Stored data:
● ● ● ● ● ● ●
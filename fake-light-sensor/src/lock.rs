use std::fs::{self, OpenOptions};
use std::io;
use std::path::{Path, PathBuf};

use crate::errors::LockError;

const MARKER_NAME: &str = "fake-light-sensor.lock";

/// Marker path under `$XDG_RUNTIME_DIR`, or `/tmp` when unset.
pub fn default_marker_path() -> PathBuf {
    let runtime_dir = std::env::var("XDG_RUNTIME_DIR").unwrap_or_else(|_| "/tmp".into());

    Path::new(&runtime_dir).join(MARKER_NAME)
}

/// Single-instance guard backed by an exclusive, existence-only lock marker.
///
/// The marker is removed exactly once, either through `release` or on drop,
/// so every exit path that unwinds the stack cleans it up. A process killed
/// uncatchably leaves a stale marker behind; that is an accepted limitation.
pub struct LifecycleGuard {
    path: PathBuf,
    released: bool,
}

impl LifecycleGuard {
    pub fn acquire(path: PathBuf) -> Result<Self, LockError> {
        match OpenOptions::new().write(true).create_new(true).open(&path) {
            Ok(_) => {
                tracing::debug!(marker = %path.display(), "lock marker acquired");
                Ok(Self {
                    path,
                    released: false,
                })
            }
            Err(e) if e.kind() == io::ErrorKind::AlreadyExists => {
                Err(LockError::AlreadyRunning(path))
            }
            Err(e) => Err(LockError::Io(e)),
        }
    }

    pub fn release(&mut self) {
        if self.released {
            return;
        }
        self.released = true;

        match fs::remove_file(&self.path) {
            Ok(()) => tracing::debug!(marker = %self.path.display(), "lock marker released"),
            Err(e) if e.kind() == io::ErrorKind::NotFound => {}
            Err(e) => {
                tracing::warn!(marker = %self.path.display(), "failed to remove lock marker: {e}");
            }
        }
    }
}

impl Drop for LifecycleGuard {
    fn drop(&mut self) {
        self.release();
    }
}

#[cfg(test)]
mod tests {
    use tempfile::tempdir;

    use super::*;

    #[test]
    fn second_acquire_fails_while_held() {
        let dir = tempdir().unwrap();
        let marker = dir.path().join(MARKER_NAME);

        let _guard = LifecycleGuard::acquire(marker.clone()).unwrap();

        match LifecycleGuard::acquire(marker) {
            Err(LockError::AlreadyRunning(_)) => {}
            Err(other) => panic!("expected AlreadyRunning, got {other:?}"),
            Ok(_) => panic!("expected AlreadyRunning, got a guard"),
        }
    }

    #[test]
    fn acquire_succeeds_after_release() {
        let dir = tempdir().unwrap();
        let marker = dir.path().join(MARKER_NAME);

        let mut guard = LifecycleGuard::acquire(marker.clone()).unwrap();
        guard.release();
        assert!(!marker.exists());

        let _guard = LifecycleGuard::acquire(marker).unwrap();
    }

    #[test]
    fn release_is_idempotent() {
        let dir = tempdir().unwrap();
        let marker = dir.path().join(MARKER_NAME);

        let mut guard = LifecycleGuard::acquire(marker.clone()).unwrap();
        guard.release();
        guard.release();
        drop(guard);

        assert!(!marker.exists());
    }

    #[test]
    fn drop_removes_the_marker() {
        let dir = tempdir().unwrap();
        let marker = dir.path().join(MARKER_NAME);

        {
            let _guard = LifecycleGuard::acquire(marker.clone()).unwrap();
            assert!(marker.exists());
        }

        assert!(!marker.exists());
    }
}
● ● ● ● ● ● ●
Your answer must be every line from the entries that contains the string "LockError", copied as it stands.

RESULT OF THIS TASK:
use crate::errors::LockError;
    pub fn acquire(path: PathBuf) -> Result<Self, LockError> {
                Err(LockError::AlreadyRunning(path))
            Err(e) => Err(LockError::Io(e)),
            Err(LockError::AlreadyRunning(_)) => {}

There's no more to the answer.